RECORDS SHOWN:
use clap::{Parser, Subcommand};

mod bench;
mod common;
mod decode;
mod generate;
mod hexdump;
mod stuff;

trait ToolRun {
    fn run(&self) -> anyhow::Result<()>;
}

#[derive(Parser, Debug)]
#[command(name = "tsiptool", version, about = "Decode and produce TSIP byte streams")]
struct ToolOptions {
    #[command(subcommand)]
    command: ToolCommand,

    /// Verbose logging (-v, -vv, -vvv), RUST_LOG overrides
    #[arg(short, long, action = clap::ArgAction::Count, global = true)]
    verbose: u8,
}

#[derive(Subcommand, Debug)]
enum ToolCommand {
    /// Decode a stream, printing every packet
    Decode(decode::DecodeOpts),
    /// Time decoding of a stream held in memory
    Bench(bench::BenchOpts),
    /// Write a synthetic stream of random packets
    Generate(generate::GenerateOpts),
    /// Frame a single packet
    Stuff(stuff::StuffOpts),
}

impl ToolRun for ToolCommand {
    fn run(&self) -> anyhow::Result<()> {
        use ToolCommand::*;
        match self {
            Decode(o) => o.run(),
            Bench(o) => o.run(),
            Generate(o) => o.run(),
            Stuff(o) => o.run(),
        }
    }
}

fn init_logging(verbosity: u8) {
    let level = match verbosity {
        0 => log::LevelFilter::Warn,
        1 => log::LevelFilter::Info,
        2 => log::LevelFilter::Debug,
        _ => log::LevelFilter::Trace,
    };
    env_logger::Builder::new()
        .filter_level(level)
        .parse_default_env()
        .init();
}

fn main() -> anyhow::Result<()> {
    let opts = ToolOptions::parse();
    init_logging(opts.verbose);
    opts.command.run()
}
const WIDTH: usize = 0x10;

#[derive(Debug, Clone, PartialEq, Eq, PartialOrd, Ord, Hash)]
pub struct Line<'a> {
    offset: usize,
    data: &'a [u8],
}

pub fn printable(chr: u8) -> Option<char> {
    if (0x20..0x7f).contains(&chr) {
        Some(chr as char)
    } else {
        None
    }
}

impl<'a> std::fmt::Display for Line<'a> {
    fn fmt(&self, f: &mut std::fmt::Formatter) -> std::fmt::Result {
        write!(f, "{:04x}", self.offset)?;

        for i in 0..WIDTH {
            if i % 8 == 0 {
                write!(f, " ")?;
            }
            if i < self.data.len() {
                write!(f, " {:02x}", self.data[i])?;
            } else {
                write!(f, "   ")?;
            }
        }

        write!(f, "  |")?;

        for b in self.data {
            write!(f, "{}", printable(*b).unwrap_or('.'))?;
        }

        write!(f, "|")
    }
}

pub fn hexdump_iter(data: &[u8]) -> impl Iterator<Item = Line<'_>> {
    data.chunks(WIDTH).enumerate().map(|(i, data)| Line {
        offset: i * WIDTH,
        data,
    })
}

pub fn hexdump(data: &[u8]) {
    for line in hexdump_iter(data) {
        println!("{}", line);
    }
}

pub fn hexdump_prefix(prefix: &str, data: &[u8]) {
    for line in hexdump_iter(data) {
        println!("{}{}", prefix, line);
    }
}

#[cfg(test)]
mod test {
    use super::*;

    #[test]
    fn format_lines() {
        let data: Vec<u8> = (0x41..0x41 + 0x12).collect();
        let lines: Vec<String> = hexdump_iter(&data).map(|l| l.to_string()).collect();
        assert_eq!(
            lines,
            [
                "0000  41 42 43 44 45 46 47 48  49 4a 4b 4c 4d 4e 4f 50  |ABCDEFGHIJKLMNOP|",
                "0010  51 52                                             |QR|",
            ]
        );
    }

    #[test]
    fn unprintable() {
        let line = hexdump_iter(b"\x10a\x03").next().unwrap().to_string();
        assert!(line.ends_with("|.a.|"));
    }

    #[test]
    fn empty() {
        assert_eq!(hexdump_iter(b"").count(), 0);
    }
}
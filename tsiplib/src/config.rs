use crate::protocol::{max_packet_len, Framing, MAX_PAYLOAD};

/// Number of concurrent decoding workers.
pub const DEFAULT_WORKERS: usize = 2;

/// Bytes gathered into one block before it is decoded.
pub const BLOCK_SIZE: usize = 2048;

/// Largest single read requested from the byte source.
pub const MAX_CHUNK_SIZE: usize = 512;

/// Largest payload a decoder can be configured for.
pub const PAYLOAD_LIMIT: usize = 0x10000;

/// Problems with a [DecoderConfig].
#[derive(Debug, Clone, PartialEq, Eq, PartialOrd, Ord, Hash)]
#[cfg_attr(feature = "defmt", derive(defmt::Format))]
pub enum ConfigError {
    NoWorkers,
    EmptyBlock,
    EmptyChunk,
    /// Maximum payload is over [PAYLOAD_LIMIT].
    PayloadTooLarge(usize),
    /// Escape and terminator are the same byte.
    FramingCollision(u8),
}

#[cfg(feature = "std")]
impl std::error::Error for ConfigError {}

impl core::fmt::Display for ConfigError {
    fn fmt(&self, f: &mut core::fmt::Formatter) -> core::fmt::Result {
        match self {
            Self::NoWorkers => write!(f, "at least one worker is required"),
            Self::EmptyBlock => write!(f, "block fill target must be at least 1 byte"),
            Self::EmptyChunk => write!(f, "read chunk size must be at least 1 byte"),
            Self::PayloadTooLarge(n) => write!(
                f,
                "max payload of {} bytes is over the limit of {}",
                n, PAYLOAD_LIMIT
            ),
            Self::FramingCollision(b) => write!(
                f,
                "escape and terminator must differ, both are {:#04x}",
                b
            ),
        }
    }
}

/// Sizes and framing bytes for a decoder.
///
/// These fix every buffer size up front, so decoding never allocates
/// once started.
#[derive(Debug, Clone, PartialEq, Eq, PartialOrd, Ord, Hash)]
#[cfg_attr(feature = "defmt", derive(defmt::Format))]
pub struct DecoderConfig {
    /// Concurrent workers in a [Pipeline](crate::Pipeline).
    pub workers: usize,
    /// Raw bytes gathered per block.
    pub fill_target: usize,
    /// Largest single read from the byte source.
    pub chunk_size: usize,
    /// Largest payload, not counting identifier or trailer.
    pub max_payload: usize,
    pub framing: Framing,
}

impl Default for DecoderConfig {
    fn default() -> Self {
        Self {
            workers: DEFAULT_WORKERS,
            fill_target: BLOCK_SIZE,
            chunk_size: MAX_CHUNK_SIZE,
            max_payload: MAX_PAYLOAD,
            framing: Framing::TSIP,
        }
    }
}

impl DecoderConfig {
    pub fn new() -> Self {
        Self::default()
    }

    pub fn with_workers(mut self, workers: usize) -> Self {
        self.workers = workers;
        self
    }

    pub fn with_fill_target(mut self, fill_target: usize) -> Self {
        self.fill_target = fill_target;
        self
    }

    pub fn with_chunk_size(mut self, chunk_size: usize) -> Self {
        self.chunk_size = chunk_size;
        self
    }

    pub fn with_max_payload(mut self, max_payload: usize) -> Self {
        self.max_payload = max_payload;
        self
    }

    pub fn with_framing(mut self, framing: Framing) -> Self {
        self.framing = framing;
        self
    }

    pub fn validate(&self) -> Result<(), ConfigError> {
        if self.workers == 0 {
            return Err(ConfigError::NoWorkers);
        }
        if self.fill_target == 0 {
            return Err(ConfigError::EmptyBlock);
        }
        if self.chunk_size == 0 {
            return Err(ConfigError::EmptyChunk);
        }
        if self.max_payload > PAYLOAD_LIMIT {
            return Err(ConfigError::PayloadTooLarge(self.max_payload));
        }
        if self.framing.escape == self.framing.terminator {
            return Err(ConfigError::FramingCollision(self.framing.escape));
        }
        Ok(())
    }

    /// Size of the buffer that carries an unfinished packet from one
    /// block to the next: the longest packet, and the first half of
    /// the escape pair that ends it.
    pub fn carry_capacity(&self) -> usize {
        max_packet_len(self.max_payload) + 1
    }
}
---
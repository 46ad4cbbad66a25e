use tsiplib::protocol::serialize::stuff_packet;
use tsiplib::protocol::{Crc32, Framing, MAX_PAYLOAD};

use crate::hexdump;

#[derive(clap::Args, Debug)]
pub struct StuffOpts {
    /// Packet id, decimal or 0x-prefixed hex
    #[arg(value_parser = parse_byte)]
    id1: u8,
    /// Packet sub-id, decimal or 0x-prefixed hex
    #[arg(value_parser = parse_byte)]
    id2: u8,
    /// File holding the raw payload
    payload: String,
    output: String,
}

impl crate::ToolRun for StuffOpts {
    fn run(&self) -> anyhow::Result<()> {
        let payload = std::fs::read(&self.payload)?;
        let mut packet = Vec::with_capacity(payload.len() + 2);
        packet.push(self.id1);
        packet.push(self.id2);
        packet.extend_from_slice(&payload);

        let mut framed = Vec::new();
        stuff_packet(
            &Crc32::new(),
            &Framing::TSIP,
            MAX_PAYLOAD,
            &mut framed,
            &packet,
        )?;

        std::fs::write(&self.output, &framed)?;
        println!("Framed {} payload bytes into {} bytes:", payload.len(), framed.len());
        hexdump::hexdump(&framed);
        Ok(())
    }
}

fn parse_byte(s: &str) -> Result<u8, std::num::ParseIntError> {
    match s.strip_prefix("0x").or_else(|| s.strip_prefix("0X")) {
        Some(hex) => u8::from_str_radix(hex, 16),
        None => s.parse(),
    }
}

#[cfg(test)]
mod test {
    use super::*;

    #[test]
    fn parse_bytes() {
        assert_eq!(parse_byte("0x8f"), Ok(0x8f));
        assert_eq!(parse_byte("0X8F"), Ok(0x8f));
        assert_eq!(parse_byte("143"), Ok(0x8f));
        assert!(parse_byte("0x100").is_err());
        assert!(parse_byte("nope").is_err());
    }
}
* * *
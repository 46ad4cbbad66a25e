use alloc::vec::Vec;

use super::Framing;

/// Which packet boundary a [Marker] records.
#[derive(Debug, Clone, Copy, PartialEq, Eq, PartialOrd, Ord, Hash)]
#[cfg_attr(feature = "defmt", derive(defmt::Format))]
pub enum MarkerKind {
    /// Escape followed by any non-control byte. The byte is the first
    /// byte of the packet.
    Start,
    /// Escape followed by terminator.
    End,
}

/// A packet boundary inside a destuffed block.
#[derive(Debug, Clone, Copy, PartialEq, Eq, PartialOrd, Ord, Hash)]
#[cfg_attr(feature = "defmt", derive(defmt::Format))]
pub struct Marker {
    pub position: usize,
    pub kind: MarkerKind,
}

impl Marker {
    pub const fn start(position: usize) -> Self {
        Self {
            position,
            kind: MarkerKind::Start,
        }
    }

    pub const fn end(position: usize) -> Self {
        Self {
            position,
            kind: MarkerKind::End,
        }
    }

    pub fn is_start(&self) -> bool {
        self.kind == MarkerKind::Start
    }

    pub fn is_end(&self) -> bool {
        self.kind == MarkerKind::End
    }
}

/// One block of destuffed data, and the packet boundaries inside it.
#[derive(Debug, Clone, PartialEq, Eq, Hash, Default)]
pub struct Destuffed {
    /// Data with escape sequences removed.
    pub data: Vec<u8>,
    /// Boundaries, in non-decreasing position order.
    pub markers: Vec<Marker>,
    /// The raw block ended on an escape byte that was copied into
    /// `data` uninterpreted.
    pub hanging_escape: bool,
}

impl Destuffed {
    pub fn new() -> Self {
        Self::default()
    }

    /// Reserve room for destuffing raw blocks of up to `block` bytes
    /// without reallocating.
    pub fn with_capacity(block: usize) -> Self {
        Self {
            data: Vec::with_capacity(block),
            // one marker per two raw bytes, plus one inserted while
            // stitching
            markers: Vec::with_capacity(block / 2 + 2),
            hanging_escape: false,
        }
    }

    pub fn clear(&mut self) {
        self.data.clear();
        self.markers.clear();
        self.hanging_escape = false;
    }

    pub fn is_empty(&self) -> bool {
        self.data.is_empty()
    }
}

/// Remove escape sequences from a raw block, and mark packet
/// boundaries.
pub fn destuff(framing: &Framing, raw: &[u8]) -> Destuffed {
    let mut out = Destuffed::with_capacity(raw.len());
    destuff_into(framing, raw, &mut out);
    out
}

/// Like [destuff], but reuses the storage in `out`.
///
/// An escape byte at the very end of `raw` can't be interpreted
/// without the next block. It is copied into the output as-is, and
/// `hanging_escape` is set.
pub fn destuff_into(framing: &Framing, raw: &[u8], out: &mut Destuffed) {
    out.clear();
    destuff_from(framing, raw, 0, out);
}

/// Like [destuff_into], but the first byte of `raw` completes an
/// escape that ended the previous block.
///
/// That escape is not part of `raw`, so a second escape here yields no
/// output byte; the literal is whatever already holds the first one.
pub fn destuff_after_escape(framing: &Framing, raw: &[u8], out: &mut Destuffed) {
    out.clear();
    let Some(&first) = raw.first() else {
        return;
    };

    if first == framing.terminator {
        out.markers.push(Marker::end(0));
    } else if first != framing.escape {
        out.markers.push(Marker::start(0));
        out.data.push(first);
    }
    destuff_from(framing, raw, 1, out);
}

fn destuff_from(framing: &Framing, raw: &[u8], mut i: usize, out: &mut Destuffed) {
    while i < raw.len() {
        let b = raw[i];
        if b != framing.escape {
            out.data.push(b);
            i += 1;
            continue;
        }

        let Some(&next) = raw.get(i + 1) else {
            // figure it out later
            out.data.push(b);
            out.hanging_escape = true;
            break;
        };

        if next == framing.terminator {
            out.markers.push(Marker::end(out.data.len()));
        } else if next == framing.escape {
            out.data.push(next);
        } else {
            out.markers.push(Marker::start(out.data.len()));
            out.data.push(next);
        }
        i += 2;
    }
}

TASK STATEMENT: Filter these records, keeping every line where the word "impl" occurs.

RESPONSE BOX:
impl ToolRun for ToolCommand {
impl<'a> std::fmt::Display for Line<'a> {
pub fn hexdump_iter(data: &[u8]) -> impl Iterator<Item = Line<'_>> {
impl std::error::Error for ConfigError {}
impl core::fmt::Display for ConfigError {
impl Default for DecoderConfig {
impl DecoderConfig {
impl crate::ToolRun for StuffOpts {
impl Marker {
impl Destuffed {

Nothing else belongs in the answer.